## Dataset entries
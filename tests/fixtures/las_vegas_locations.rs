//! Real Las Vegas / Henderson restaurants served from one wash facility.
//!
//! Coordinates sourced from OpenStreetMap via Overpass API. Tote counts are
//! made up but stable, so routing results are reproducible.

use tote_planner::location::Location;

/// A customer row: name, coordinates, daily pickups, weekly dropoffs.
type Customer = (&'static str, f64, f64, u32, u32);

const DEPOT: (&str, f64, f64) = ("Tote Wash Facility", 36.1070664, -115.0591256);

const STRIP_CUSTOMERS: &[Customer] = &[
    ("Hard Rock Cafe", 36.1041592, -115.1722166, 4, 6),
    ("SW Steakhouse", 36.1262145, -115.1669146, 3, 0),
    ("Public House", 36.1219193, -115.1689317, 2, 3),
    ("Brooklyn Bowl", 36.1175388, -115.1695094, 5, 0),
    ("Yard House", 36.1177147, -115.1691992, 3, 4),
    ("Gordon Ramsay BurGR", 36.1107195, -115.1720818, 6, 8),
    ("Spago by Wolfgang Puck", 36.1139368, -115.1741462, 2, 0),
    ("Bacchanal Buffet", 36.1159581, -115.1762929, 8, 10),
];

const EAST_SIDE_CUSTOMERS: &[Customer] = &[
    ("Pei Wei Town Square", 36.0810469, -115.1472694, 2, 2),
    ("Hello Tokyo", 36.1161627, -115.0902096, 1, 0),
    ("Golden China", 36.1171166, -115.0904647, 3, 5),
    ("Tomo Sushi", 36.0992464, -115.1142123, 2, 0),
    ("Chuck Wagon Restaurant", 36.1072491, -115.0593482, 4, 4),
    ("Roma Pizza", 36.1012461, -115.0753039, 3, 2),
];

const HENDERSON_CUSTOMERS: &[Customer] = &[
    ("I Love Sushi Henderson", 35.9916660, -115.1028343, 2, 1),
    ("Islander's Grill", 36.0335058, -114.9856162, 3, 0),
    ("Naga", 36.0137634, -114.9928676, 1, 2),
    ("RibCage", 35.9949754, -115.0999810, 4, 3),
];

fn build(customers: impl IntoIterator<Item = &'static Customer>) -> Vec<Location> {
    let (name, latitude, longitude) = DEPOT;
    let depot = Location {
        index: 0,
        name: name.to_string(),
        latitude,
        longitude,
        address: String::new(),
        pickup_demand: 0,
        dropoff_demand: 0,
        location_type: "depot".to_string(),
        pickup_type: String::new(),
    };

    std::iter::once(depot)
        .chain(customers.into_iter().enumerate().map(
            |(i, &(name, latitude, longitude, pickup, dropoff))| Location {
                index: i + 1,
                name: name.to_string(),
                latitude,
                longitude,
                address: String::new(),
                pickup_demand: pickup,
                dropoff_demand: dropoff,
                location_type: "restaurant".to_string(),
                pickup_type: "daily".to_string(),
            },
        ))
        .collect()
}

/// The depot followed by every customer.
pub fn all_locations() -> Vec<Location> {
    build(
        STRIP_CUSTOMERS
            .iter()
            .chain(EAST_SIDE_CUSTOMERS)
            .chain(HENDERSON_CUSTOMERS),
    )
}

/// The depot followed by the first `count` customers.
pub fn sample_locations(count: usize) -> Vec<Location> {
    all_locations().into_iter().take(count + 1).collect()
}
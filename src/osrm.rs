//! OSRM HTTP adapter for distance matrices.

use serde::Deserialize;
use tracing::debug;

use crate::error::{PlannerError, Result};
use crate::traits::DistanceMatrixProvider;

#[derive(Debug, Clone)]
pub struct OsrmConfig {
    pub base_url: String,
    pub profile: String,
    pub timeout_secs: u64,
}

impl Default for OsrmConfig {
    fn default() -> Self {
        Self {
            base_url: "http://localhost:5000".to_string(),
            profile: "car".to_string(),
            timeout_secs: 10,
        }
    }
}

#[derive(Debug, Clone)]
pub struct OsrmClient {
    config: OsrmConfig,
    client: reqwest::blocking::Client,
}

impl OsrmClient {
    pub fn new(config: OsrmConfig) -> Result<Self> {
        let client = reqwest::blocking::Client::builder()
            .timeout(std::time::Duration::from_secs(config.timeout_secs))
            .build()?;

        Ok(Self { config, client })
    }

    /// Table service URL; OSRM takes coordinates as `lng,lat`.
    fn table_url(&self, locations: &[(f64, f64)]) -> String {
        let coords = locations
            .iter()
            .map(|(lat, lng)| format!("{:.6},{:.6}", lng, lat))
            .collect::<Vec<_>>()
            .join(";");

        format!(
            "{}/table/v1/{}/{}?annotations=distance",
            self.config.base_url, self.config.profile, coords
        )
    }
}

impl DistanceMatrixProvider for OsrmClient {
    fn matrix_for(&self, locations: &[(f64, f64)]) -> Result<Vec<Vec<f64>>> {
        if locations.is_empty() {
            return Ok(Vec::new());
        }

        let url = self.table_url(locations);
        debug!(locations = locations.len(), "requesting OSRM distance table");

        let body = self
            .client
            .get(url)
            .send()
            .and_then(|resp| resp.error_for_status())
            .and_then(|resp| resp.json::<OsrmTableResponse>())?;

        parse_table(body, locations.len())
    }
}

#[derive(Debug, Deserialize)]
struct OsrmTableResponse {
    code: String,
    distances: Option<Vec<Vec<Option<f64>>>>,
}

/// Convert a table response into whole-metre distances.
///
/// Unroutable pairs come back as `null` and are rejected.
fn parse_table(body: OsrmTableResponse, expected: usize) -> Result<Vec<Vec<f64>>> {
    if body.code != "Ok" {
        return Err(PlannerError::Provider(format!("OSRM returned code {}", body.code)));
    }
    let rows = body
        .distances
        .ok_or_else(|| PlannerError::Provider("OSRM response has no distances".to_string()))?;
    if rows.len() != expected {
        return Err(PlannerError::Provider(format!(
            "OSRM returned {} rows for {} locations",
            rows.len(),
            expected
        )));
    }

    rows.into_iter()
        .enumerate()
        .map(|(i, row)| {
            row.into_iter()
                .enumerate()
                .map(|(j, value)| {
                    value.map(f64::round).ok_or_else(|| {
                        PlannerError::Provider(format!("no route between locations {i} and {j}"))
                    })
                })
                .collect::<Result<Vec<f64>>>()
        })
        .collect()
}
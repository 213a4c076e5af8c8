//! Route statistics for sensitivity analysis.

use std::collections::HashMap;

use serde::{Deserialize, Serialize};

use crate::composer::CombinedRoute;
use crate::demand::Role;
use crate::location::Location;

/// Route identifier used for the totals row.
pub const TOTAL_ROW: &str = "total";

/// Units carried per demand item, for each item type.
///
/// Pickup and dropoff items differ in size, so a tote of dirty items and a
/// tote of clean items hold different unit counts.
#[derive(Debug, Clone, Copy, PartialEq, Serialize, Deserialize)]
#[serde(deny_unknown_fields)]
pub struct EstimateMultipliers {
    pub pickup: f64,
    pub dropoff: f64,
}

#[derive(Debug, Clone, PartialEq, Serialize)]
pub struct SummaryRow {
    pub route_id: String,
    pub pickup_demand: u64,
    pub dropoff_demand: u64,
    pub distance: f64,
    #[serde(skip_serializing_if = "Option::is_none")]
    pub estimated_pickup_units: Option<f64>,
    #[serde(skip_serializing_if = "Option::is_none")]
    pub estimated_dropoff_units: Option<f64>,
}

impl SummaryRow {
    fn empty(route_id: &str) -> Self {
        Self {
            route_id: route_id.to_string(),
            pickup_demand: 0,
            dropoff_demand: 0,
            distance: 0.0,
            estimated_pickup_units: None,
            estimated_dropoff_units: None,
        }
    }

    fn apply_estimate(&mut self, pickup_multiplier: f64, dropoff_multiplier: f64) {
        self.estimated_pickup_units = Some(pickup_multiplier * self.pickup_demand as f64);
        self.estimated_dropoff_units = Some(dropoff_multiplier * self.dropoff_demand as f64);
    }
}

/// Per-route demand and distance, plus a totals row.
#[derive(Debug, Clone, PartialEq, Serialize)]
pub struct SummaryTable {
    pub rows: Vec<SummaryRow>,
    pub totals: SummaryRow,
}

impl SummaryTable {
    /// Add linear unit estimates to every row: pickup demand scaled by
    /// `pickup_multiplier`, dropoff demand by `dropoff_multiplier`.
    pub fn with_estimate(mut self, pickup_multiplier: f64, dropoff_multiplier: f64) -> Self {
        for row in &mut self.rows {
            row.apply_estimate(pickup_multiplier, dropoff_multiplier);
        }
        self.totals.apply_estimate(pickup_multiplier, dropoff_multiplier);
        self
    }

    pub fn with_multipliers(self, multipliers: EstimateMultipliers) -> Self {
        self.with_estimate(multipliers.pickup, multipliers.dropoff)
    }
}

/// Summarize routes grouped by identifier, in first-seen order.
///
/// Pickup demand is counted on pickup stops and dropoff demand on dropoff
/// stops, so a location served in both roles is not counted twice. Route
/// length is the last stop's cumulative distance.
pub fn summarize<'r>(
    routes: impl IntoIterator<Item = &'r CombinedRoute>,
    locations: &[Location],
) -> SummaryTable {
    let mut rows: Vec<SummaryRow> = Vec::new();
    let mut positions: HashMap<&'r str, usize> = HashMap::new();

    for route in routes {
        let position = *positions.entry(route.id.as_str()).or_insert_with(|| {
            rows.push(SummaryRow::empty(&route.id));
            rows.len() - 1
        });
        let row = &mut rows[position];

        for stop in &route.stops {
            let location = &locations[stop.node.location];
            match stop.node.role {
                Role::Pickup => row.pickup_demand += u64::from(location.pickup_demand),
                Role::Dropoff => row.dropoff_demand += u64::from(location.dropoff_demand),
                Role::Depot => {}
            }
        }
        row.distance = route.distance();
    }

    let mut totals = SummaryRow::empty(TOTAL_ROW);
    for row in &rows {
        totals.pickup_demand += row.pickup_demand;
        totals.dropoff_demand += row.dropoff_demand;
        totals.distance += row.distance;
    }

    SummaryTable { rows, totals }
}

## Assignment
Above are some records. Report the number of their lines that include "OsrmTableResponse", and add nothing else.

## Response to this exercise
3